§ **ASSIGNMENT**
What is the number of lines below that contain the string "speech"? Give it and nothing else.

(Collected data entries)
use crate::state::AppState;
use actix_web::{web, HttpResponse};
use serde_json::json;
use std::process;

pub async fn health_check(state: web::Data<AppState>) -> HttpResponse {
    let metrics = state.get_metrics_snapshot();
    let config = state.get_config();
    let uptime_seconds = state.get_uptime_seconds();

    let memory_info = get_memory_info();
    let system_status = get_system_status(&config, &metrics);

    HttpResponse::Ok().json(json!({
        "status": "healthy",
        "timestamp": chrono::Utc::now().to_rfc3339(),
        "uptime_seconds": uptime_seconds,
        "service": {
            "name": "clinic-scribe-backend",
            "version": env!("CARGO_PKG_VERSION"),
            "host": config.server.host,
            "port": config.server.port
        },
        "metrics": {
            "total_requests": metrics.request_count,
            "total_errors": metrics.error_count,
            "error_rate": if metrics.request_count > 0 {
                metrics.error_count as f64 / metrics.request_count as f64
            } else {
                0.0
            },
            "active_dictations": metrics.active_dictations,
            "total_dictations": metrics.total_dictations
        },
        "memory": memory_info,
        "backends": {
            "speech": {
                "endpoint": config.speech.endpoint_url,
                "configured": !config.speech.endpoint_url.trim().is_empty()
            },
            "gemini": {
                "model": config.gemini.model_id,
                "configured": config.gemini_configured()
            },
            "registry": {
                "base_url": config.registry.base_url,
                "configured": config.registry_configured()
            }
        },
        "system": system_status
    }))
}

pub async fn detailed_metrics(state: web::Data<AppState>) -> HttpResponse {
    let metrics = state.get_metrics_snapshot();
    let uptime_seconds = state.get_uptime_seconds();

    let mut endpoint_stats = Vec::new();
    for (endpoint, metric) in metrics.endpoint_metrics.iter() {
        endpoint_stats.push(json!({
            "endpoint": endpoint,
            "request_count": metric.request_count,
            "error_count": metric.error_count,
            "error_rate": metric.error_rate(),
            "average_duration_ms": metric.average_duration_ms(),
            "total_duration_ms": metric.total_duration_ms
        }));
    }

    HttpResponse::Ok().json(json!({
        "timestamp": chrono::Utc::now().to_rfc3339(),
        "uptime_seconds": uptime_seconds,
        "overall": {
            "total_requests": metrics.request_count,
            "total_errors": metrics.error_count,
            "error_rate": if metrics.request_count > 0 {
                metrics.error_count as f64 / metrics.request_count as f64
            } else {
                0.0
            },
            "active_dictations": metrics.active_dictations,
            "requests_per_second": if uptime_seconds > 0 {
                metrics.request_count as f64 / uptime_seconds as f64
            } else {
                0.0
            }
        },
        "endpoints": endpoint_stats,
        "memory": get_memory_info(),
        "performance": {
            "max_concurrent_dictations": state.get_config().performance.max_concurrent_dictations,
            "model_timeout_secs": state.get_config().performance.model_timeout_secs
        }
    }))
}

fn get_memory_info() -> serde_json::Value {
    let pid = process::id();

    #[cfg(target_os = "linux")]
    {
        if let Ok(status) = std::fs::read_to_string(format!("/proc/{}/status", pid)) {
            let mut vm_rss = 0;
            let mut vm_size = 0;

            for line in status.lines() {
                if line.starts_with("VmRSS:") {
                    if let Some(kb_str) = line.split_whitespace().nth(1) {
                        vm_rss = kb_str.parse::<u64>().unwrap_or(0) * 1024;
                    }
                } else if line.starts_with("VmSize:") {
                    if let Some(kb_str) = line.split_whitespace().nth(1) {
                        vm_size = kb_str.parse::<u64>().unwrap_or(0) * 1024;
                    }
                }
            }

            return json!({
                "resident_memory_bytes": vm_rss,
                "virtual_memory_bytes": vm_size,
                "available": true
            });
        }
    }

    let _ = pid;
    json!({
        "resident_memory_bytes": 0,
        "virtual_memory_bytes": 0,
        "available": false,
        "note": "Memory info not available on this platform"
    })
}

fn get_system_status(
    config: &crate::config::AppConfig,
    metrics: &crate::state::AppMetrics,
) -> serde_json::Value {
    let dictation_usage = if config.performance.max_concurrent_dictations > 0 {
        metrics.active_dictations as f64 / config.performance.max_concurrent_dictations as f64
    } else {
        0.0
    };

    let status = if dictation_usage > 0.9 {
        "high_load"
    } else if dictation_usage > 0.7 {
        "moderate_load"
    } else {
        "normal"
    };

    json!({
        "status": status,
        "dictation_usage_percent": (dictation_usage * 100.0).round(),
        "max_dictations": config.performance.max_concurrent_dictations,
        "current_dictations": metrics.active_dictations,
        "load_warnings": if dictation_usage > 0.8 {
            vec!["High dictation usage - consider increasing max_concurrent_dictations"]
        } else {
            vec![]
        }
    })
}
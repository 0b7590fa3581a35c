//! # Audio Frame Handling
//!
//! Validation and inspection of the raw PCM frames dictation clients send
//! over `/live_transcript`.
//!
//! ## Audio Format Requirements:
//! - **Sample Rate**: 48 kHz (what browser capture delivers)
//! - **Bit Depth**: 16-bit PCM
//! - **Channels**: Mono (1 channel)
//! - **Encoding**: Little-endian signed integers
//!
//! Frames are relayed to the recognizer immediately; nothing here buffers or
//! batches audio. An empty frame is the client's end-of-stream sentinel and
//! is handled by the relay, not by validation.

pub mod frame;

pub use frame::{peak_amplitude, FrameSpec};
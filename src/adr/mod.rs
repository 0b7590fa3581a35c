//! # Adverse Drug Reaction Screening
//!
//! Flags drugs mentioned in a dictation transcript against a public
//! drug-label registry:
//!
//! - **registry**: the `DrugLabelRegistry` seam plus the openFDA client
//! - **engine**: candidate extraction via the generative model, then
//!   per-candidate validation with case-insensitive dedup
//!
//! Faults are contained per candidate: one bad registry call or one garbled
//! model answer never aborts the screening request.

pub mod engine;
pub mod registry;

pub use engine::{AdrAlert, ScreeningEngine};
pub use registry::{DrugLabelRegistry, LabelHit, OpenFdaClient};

§ **ANSWER TO THE EXERCISE**
3